Golf Mk5 – 2003 to 2008.
This was the Golf that boasted levels of comfort and dynamic handling that left many a competitor in its class way behind. The same went for the car’s quality. One factor that underlines the stability of the laser-welded bodywork was the 35 per cent increase in torsion rigidity demonstrated when the Golf Mk5 made its debut in 2003. On request, the Golf was now also available for the first time with side airbags – together with the six standard airbags (front, side front and window) there were thus eight protective air buffers on board.

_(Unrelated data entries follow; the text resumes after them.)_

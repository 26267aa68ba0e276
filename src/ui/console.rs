//! Console implementation of the host-UI seam

use std::io::{self, BufRead, Write};
use std::sync::atomic::{AtomicBool, Ordering};
use std::sync::Arc;

use async_trait::async_trait;
use indicatif::{ProgressBar, ProgressStyle};

use super::{BulkPropertyUi, ImportNotice, ProgressScope};
use crate::import::review::GamePropertyImportPlan;
use crate::library::PlatformProperty;
use crate::sources::SelectedProperty;

/// How the console answers the review step.
#[derive(Debug, Clone, Copy, PartialEq, Eq)]
pub enum ReviewMode {
    /// Print the plan and decline it (dry run).
    Preview,
    /// Print the plan and ask y/n on stdin.
    Prompt,
    /// Print the plan and approve it.
    AutoApprove,
}

pub struct ConsoleUi {
    property: SelectedProperty,
    mode: ReviewMode,
}

impl ConsoleUi {
    pub fn new(property: SelectedProperty, mode: ReviewMode) -> Self {
        Self { property, mode }
    }

    fn print_plan(plan: &GamePropertyImportPlan) {
        println!(
            "\n{} \"{}\" -> {} matching game(s):",
            plan.target.label(),
            plan.property_name,
            plan.entries.len()
        );
        for entry in &plan.entries {
            let platforms: Vec<&str> = entry
                .game
                .platforms
                .iter()
                .map(|p| match p {
                    PlatformProperty::Spec(id) => id.as_str(),
                    PlatformProperty::Name(name) => name.as_str(),
                })
                .collect();
            let mark = if entry.checked { "x" } else { " " };
            println!(
                "  [{}] {} ({}) via {} record(s)",
                mark,
                entry.game.name,
                if platforms.is_empty() {
                    "no platforms".to_string()
                } else {
                    platforms.join(", ")
                },
                entry.records.len()
            );
        }
        if plan.add_links {
            println!("  + a {} link will be added to each updated game", plan.provider);
        }
    }

    fn prompt_approval() -> bool {
        print!("Apply this assignment? [y/N] ");
        let _ = io::stdout().flush();
        let mut line = String::new();
        if io::stdin().lock().read_line(&mut line).is_err() {
            return false;
        }
        matches!(line.trim().to_lowercase().as_str(), "y" | "yes")
    }
}

#[async_trait]
impl BulkPropertyUi for ConsoleUi {
    async fn select_property(&self, _provider: &str) -> Option<SelectedProperty> {
        Some(self.property.clone())
    }

    async fn review_plan(&self, plan: &mut GamePropertyImportPlan) -> bool {
        Self::print_plan(plan);
        match self.mode {
            ReviewMode::Preview => false,
            ReviewMode::AutoApprove => true,
            ReviewMode::Prompt => tokio::task::block_in_place(Self::prompt_approval),
        }
    }

    fn notify(&self, notice: ImportNotice) {
        match notice {
            ImportNotice::NoDetails => eprintln!("No game records returned for this property."),
            ImportNotice::NoMatchingGames => eprintln!("No matching games found in the library."),
            ImportNotice::UnmappedPropertyCategory { kind } => {
                eprintln!("Property kind '{kind}' has no configured import target.")
            }
            ImportNotice::Applied { updated, skipped } => {
                eprintln!("Updated {updated} game(s), {skipped} already up to date.")
            }
        }
    }

    fn begin_progress(&self, total: usize) -> Arc<dyn ProgressScope> {
        let bar = ProgressBar::new(total as u64);
        bar.set_style(
            ProgressStyle::with_template("{bar:30} {pos}/{len} {msg}")
                .unwrap_or_else(|_| ProgressStyle::default_bar()),
        );
        let cancelled = Arc::new(AtomicBool::new(false));
        {
            let cancelled = Arc::clone(&cancelled);
            let bar = bar.clone();
            tokio::spawn(async move {
                if tokio::signal::ctrl_c().await.is_ok() {
                    cancelled.store(true, Ordering::SeqCst);
                    bar.abandon_with_message("cancelling...");
                }
            });
        }
        Arc::new(ConsoleProgress { bar, cancelled })
    }
}

struct ConsoleProgress {
    bar: ProgressBar,
    cancelled: Arc<AtomicBool>,
}

impl ProgressScope for ConsoleProgress {
    fn tick(&self, done: usize, _total: usize, message: &str) {
        self.bar.set_position(done as u64);
        self.bar.set_message(message.to_string());
    }

    fn is_cancelled(&self) -> bool {
        self.cancelled.load(Ordering::SeqCst)
    }
}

In terms of comfort and dynamic handling the Golf Mk5 scored in numerous areas, including: its new four-link rear suspension and new seven-speed DSG, bi-xenon headlights, rain sensor and panoramic sliding sunroof, plus the debut of the first turbocharged direct injection petrol engine in the Golf GTI (in 2004) and the world’s first twincharger (in the 2006 TSI), combining turbo and superchargers. In parallel with this, new vehicle body variants also made the Golf attractive to a wider spectrum of drivers. 2006 saw the launch of the Golf Plus and 2007 of the CrossGolf, a new compact MPV, and of the Golf BlueMotion, which set a new benchmark with average fuel consumption of just 4.5 l/100km. By the time the Golf Mk6 was unveiled in 2008, over 3.27 million units of the Golf Mk5 in all of its versions had been produced.
Golf Mk6 – 2008 to 2012.
In just four years, a further 2.85 million Golfs had been produced by the end of July 2012, based on the sixth generation of the car launched in 2008. And once again safety made great advances, too: the car body, again laser-welded, was so robust that it passed the EuroNCAP crash test with flying colours, gaining the maximum five stars. There was now also a further airbag fitted as standard: the driver’s knee airbag.

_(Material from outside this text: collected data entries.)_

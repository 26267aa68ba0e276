//! Reviewable import plans: the unit of user approval

use std::collections::HashSet;

use uuid::Uuid;

use super::platforms::platforms_overlap;
use crate::library::{ClassificationTarget, Game};
use crate::sources::ExternalGameRecord;

/// One local game proposed for assignment, with every record matched to it.
/// Checked by default; lives only for the duration of one import run.
#[derive(Debug, Clone)]
pub struct GameCheckbox {
    pub game: Game,
    pub records: Vec<ExternalGameRecord>,
    pub checked: bool,
}

impl GameCheckbox {
    pub fn new(game: Game, records: Vec<ExternalGameRecord>) -> Self {
        Self {
            game,
            records,
            checked: true,
        }
    }

    /// Whether any matched record shares a platform with this game.
    pub fn has_matching_platforms(&self) -> bool {
        self.records
            .iter()
            .any(|record| platforms_overlap(&self.game.platforms, &record.platforms))
    }
}

/// The full proposed operation presented for review.
#[derive(Debug, Clone)]
pub struct GamePropertyImportPlan {
    /// Resolved display name of the property being assigned.
    pub property_name: String,
    pub target: ClassificationTarget,
    /// Label written into appended links.
    pub provider: String,
    /// "Also add a link to the source page" toggle.
    pub add_links: bool,
    /// Proposed matches in stable review order.
    pub entries: Vec<GameCheckbox>,
}

impl GamePropertyImportPlan {
    pub fn check_all(&mut self) {
        for entry in &mut self.entries {
            entry.checked = true;
        }
    }

    pub fn uncheck_all(&mut self) {
        for entry in &mut self.entries {
            entry.checked = false;
        }
    }

    /// Keep only games visible under the host's active filter checked.
    pub fn check_only_visible(&mut self, visible: &HashSet<Uuid>) {
        for entry in &mut self.entries {
            entry.checked = visible.contains(&entry.game.id);
        }
    }

    /// Keep only games whose platforms overlap a matched record checked.
    pub fn check_only_matching_platforms(&mut self) {
        for entry in &mut self.entries {
            entry.checked = entry.has_matching_platforms();
        }
    }

    pub fn checked(&self) -> impl Iterator<Item = &GameCheckbox> {
        self.entries.iter().filter(|entry| entry.checked)
    }

    pub fn checked_count(&self) -> usize {
        self.checked().count()
    }
}

#[cfg(test)]
mod tests {
    use super::*;
    use crate::library::PlatformProperty;

    fn plan_with(entries: Vec<GameCheckbox>) -> GamePropertyImportPlan {
        GamePropertyImportPlan {
            property_name: "Cyberpunk".to_string(),
            target: ClassificationTarget::Tag,
            provider: "MobyGames".to_string(),
            add_links: true,
            entries,
        }
    }

    fn pc_game(name: &str) -> Game {
        let mut game = Game::new(name);
        game.platforms
            .push(PlatformProperty::Spec("pc_windows".to_string()));
        game
    }

    #[test]
    fn toggles_flip_every_entry() {
        let mut plan = plan_with(vec![
            GameCheckbox::new(pc_game("A"), vec![]),
            GameCheckbox::new(pc_game("B"), vec![]),
        ]);
        plan.uncheck_all();
        assert_eq!(plan.checked_count(), 0);
        plan.check_all();
        assert_eq!(plan.checked_count(), 2);
    }

    #[test]
    fn visible_filter_checks_only_listed_games() {
        let a = pc_game("A");
        let b = pc_game("B");
        let a_id = a.id;
        let mut plan = plan_with(vec![
            GameCheckbox::new(a, vec![]),
            GameCheckbox::new(b, vec![]),
        ]);
        plan.check_only_visible(&HashSet::from([a_id]));
        let checked: Vec<_> = plan.checked().map(|e| e.game.id).collect();
        assert_eq!(checked, vec![a_id]);
    }

    #[test]
    fn platform_filter_keeps_overlapping_entries() {
        let mut record = ExternalGameRecord::new("A");
        record
            .platforms
            .push(PlatformProperty::Spec("pc_windows".to_string()));

        let mut plan = plan_with(vec![
            GameCheckbox::new(pc_game("A"), vec![record]),
            GameCheckbox::new(pc_game("B"), vec![ExternalGameRecord::new("B")]),
        ]);
        plan.check_only_matching_platforms();
        let checked: Vec<_> = plan.checked().map(|e| e.game.name.clone()).collect();
        assert_eq!(checked, vec!["A".to_string()]);
    }
}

In respect of quality the Golf Mk6’s interior in particular ranked as pioneering. Meanwhile an increasing number of TSI engines and switching the turbodiesel engines (TDI) from unit injection to the common rail system produced more dynamic handling and lower fuel consumption. The top performer here was the second Golf BlueMotion with average fuel consumption of now just 3.8 l/100km, equating to 99 g/km CO2. New assistance systems such as Light Assist automatic main beam management, ParkAssist, hill start assistant and technologies such as electronic DCC dynamic chassis control made the ‘World Car of the Year 2009’ the most advanced Golf to date. Also available were features such as the Stop/Start system and brake energy recovery mode, dynamic cornering lights and LED rear light clusters. Even if the Golf Mk6 has now been topped by the Mk7, its outstanding product features and superb design will ensure that the sixth generation Golf remains – as a used car too – one of the most successful cars on the market for many a year to come.